Stored data:
##############################

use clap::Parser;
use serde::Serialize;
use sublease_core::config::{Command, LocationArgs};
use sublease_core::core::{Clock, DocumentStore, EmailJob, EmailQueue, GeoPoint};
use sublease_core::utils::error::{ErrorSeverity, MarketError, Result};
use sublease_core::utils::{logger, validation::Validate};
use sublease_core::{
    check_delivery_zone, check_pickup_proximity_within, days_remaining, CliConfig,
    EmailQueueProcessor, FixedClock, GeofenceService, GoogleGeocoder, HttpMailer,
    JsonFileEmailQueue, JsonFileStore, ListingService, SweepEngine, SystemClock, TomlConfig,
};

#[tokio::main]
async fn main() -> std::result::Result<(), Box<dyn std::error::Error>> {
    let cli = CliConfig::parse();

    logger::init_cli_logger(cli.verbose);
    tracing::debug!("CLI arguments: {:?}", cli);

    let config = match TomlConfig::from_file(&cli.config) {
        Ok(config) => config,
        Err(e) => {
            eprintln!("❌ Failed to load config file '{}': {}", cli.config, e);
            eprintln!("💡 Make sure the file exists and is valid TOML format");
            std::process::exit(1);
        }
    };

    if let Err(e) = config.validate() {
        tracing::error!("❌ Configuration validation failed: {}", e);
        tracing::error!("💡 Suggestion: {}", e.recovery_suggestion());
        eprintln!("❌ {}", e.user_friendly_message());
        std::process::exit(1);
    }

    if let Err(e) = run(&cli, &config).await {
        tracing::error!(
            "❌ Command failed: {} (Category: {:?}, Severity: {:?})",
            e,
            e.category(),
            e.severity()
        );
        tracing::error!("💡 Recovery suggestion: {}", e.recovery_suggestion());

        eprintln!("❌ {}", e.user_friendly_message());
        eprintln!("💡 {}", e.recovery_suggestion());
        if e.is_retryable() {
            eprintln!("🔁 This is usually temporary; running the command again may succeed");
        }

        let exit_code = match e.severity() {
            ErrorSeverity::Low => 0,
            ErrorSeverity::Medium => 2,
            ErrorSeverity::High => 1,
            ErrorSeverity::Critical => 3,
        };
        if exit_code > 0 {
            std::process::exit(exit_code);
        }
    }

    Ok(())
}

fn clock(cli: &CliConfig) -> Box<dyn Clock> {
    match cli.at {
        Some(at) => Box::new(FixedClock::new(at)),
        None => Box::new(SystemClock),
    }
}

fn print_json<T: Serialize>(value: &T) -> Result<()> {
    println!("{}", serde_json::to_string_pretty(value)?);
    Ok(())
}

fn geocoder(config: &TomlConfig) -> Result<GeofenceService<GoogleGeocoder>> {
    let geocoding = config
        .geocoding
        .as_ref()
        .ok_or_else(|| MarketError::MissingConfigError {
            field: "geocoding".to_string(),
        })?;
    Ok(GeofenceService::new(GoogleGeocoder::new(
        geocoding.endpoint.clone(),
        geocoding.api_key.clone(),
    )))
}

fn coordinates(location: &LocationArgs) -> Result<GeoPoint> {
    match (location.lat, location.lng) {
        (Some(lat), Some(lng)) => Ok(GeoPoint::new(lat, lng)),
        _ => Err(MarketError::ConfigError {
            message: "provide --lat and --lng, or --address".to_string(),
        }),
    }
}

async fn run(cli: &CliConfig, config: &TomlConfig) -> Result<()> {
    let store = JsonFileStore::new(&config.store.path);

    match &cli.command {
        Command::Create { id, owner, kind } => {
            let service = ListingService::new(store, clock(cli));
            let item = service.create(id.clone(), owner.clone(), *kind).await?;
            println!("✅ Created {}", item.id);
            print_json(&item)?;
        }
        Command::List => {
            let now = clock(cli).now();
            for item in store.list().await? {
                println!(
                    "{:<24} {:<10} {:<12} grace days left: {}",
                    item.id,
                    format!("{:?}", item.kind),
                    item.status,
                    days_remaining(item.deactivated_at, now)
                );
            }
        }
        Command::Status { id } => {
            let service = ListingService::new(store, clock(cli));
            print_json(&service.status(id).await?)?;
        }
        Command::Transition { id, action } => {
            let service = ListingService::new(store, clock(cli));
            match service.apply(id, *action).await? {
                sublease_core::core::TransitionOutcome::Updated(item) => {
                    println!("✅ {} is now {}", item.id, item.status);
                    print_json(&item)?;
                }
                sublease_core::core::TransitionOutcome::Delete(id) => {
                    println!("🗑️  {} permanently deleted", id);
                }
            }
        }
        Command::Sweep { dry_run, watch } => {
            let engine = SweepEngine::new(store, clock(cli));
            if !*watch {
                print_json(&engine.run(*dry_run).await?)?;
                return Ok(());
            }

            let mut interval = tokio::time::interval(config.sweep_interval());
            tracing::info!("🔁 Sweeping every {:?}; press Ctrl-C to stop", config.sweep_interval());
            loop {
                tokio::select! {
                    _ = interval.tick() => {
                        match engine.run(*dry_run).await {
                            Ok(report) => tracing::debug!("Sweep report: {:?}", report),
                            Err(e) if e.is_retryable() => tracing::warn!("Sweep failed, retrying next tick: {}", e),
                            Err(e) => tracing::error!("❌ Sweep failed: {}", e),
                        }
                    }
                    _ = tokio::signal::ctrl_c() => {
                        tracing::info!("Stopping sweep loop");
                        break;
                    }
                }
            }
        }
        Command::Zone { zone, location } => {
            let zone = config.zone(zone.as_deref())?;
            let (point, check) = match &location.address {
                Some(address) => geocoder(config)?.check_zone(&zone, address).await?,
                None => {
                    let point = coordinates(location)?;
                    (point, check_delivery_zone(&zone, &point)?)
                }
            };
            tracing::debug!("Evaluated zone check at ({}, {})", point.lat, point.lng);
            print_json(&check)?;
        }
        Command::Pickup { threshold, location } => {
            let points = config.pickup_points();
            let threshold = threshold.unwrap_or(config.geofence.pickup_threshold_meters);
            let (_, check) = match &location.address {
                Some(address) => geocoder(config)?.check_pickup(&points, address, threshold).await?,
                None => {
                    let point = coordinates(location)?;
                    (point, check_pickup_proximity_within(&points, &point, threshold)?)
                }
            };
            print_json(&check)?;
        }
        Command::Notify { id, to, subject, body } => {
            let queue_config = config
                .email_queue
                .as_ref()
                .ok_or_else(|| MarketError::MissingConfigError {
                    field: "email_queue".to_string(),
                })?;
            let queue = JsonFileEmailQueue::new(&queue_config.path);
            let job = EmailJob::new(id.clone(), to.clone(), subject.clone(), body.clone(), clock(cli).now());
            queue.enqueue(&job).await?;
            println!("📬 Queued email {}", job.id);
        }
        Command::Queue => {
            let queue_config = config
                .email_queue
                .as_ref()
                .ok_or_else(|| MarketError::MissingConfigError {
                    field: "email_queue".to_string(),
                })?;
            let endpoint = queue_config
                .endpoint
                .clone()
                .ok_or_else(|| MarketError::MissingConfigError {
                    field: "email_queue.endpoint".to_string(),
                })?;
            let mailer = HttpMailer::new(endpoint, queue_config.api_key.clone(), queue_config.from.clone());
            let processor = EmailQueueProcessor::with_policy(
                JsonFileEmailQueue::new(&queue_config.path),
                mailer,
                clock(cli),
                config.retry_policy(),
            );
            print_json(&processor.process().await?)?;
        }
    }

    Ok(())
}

##############################

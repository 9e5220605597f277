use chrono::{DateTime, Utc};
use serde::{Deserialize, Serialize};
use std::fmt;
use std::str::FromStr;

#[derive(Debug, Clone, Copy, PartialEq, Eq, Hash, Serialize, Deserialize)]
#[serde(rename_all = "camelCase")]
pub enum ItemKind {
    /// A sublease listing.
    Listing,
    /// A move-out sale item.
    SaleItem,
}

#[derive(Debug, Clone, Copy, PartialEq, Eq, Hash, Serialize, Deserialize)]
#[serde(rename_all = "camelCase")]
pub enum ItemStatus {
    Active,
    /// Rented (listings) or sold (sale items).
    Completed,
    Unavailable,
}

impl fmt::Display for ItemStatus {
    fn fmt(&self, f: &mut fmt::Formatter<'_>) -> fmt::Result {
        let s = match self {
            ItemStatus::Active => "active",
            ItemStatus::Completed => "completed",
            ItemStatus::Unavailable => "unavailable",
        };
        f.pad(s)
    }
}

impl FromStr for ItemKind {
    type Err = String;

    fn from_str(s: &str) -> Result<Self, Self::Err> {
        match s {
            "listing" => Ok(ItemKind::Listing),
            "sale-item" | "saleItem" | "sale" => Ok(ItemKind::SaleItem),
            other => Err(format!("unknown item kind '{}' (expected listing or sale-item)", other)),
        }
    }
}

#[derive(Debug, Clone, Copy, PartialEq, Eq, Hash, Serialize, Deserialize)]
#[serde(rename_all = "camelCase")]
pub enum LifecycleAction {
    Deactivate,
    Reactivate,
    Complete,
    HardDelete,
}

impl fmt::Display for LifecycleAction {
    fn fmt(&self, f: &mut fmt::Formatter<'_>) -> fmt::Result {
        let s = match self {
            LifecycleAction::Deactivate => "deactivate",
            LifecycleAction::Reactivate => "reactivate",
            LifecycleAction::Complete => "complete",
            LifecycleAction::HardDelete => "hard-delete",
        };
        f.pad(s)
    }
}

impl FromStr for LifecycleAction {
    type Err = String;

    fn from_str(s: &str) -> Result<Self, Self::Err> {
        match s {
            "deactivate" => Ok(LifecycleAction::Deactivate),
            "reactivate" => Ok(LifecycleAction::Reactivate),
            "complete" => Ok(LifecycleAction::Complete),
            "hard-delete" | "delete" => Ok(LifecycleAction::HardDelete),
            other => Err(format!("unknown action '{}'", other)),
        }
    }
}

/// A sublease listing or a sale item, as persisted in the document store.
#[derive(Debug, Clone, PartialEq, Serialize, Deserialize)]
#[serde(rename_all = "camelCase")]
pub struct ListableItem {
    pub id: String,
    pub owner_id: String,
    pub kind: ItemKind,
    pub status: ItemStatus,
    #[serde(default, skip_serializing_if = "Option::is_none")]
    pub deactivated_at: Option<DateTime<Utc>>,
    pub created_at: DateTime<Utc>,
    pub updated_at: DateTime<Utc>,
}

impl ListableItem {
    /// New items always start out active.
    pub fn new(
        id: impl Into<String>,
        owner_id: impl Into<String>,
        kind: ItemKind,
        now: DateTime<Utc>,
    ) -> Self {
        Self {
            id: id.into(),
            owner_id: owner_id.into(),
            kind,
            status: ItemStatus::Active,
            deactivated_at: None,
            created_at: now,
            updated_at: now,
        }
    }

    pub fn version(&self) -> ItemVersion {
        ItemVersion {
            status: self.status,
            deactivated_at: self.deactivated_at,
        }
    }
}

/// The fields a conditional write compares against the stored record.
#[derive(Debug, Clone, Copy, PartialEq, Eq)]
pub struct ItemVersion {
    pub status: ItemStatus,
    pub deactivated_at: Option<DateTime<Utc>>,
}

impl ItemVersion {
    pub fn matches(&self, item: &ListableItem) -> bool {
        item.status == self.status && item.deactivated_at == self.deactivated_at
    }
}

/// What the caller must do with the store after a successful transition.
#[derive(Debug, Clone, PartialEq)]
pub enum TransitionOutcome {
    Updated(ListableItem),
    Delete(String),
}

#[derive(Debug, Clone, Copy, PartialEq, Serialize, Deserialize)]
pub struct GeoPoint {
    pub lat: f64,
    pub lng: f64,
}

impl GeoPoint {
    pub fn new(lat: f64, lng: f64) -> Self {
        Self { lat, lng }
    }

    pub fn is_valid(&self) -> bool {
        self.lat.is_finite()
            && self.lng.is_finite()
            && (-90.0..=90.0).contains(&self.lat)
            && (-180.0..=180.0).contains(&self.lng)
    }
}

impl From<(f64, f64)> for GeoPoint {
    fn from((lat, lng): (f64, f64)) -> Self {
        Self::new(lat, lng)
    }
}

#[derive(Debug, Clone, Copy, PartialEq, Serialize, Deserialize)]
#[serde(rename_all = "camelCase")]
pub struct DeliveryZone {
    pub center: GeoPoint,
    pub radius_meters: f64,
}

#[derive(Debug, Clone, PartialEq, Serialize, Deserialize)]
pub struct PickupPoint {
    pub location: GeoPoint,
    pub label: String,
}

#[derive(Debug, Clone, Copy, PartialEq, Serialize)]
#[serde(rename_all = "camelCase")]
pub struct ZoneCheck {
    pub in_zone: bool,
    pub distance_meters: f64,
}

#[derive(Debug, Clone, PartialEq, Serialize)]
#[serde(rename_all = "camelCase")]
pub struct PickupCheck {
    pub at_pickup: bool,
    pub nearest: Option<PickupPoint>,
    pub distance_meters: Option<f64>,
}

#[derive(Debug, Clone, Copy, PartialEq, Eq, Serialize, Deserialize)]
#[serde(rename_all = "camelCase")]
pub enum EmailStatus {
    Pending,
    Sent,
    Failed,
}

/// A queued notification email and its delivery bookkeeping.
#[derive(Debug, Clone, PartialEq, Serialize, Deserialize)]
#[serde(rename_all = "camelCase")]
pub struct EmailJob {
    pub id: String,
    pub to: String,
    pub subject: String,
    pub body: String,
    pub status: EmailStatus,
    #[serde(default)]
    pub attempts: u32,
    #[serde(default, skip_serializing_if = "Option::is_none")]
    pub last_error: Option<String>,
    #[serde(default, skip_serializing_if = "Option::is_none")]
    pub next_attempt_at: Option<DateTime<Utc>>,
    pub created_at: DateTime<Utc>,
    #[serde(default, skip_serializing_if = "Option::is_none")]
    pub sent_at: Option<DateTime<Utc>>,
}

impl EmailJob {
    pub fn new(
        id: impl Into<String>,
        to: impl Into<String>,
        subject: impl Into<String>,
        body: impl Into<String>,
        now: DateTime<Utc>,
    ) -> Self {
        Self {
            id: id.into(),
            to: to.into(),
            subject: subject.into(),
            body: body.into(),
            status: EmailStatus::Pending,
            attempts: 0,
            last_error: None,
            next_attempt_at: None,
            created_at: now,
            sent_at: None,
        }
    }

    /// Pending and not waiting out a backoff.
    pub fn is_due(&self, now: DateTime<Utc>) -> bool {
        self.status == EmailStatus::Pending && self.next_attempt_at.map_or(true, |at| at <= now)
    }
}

##############################

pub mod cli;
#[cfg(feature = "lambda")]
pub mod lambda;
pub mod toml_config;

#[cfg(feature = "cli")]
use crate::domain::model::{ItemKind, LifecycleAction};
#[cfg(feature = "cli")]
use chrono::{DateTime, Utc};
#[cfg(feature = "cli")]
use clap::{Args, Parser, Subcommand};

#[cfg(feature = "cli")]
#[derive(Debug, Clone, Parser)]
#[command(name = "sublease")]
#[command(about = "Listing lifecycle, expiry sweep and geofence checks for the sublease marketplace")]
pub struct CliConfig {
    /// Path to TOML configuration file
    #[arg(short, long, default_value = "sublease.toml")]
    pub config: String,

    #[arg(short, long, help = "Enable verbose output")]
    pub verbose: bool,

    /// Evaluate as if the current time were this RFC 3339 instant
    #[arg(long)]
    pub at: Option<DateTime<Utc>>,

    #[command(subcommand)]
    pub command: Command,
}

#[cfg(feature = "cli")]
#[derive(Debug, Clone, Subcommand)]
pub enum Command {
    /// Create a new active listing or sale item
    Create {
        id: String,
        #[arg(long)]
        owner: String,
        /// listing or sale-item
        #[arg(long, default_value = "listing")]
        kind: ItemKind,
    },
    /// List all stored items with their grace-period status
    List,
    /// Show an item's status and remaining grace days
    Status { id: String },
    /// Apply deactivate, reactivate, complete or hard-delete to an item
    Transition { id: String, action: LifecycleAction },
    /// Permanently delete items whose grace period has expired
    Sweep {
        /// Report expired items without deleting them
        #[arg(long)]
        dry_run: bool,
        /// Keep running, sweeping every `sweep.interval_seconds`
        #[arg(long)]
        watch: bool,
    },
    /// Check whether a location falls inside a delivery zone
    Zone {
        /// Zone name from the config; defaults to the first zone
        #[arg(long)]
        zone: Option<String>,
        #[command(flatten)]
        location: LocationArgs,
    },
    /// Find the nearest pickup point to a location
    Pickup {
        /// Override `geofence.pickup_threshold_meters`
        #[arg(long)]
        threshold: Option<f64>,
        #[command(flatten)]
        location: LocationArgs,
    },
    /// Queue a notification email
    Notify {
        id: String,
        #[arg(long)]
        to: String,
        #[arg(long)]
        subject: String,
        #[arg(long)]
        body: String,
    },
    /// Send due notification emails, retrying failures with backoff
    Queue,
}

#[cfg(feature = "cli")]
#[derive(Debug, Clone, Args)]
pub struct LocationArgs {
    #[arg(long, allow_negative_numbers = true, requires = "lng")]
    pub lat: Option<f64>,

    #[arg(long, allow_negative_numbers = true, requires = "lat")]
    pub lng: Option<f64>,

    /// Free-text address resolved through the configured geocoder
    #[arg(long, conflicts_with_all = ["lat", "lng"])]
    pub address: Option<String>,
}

##############################

**WHAT TO PRODUCE**
Which lines of the data contain "Display"? Copy them all.

**RESPONSE FOR THIS EXERCISE**
impl fmt::Display for ItemStatus {
impl fmt::Display for LifecycleAction {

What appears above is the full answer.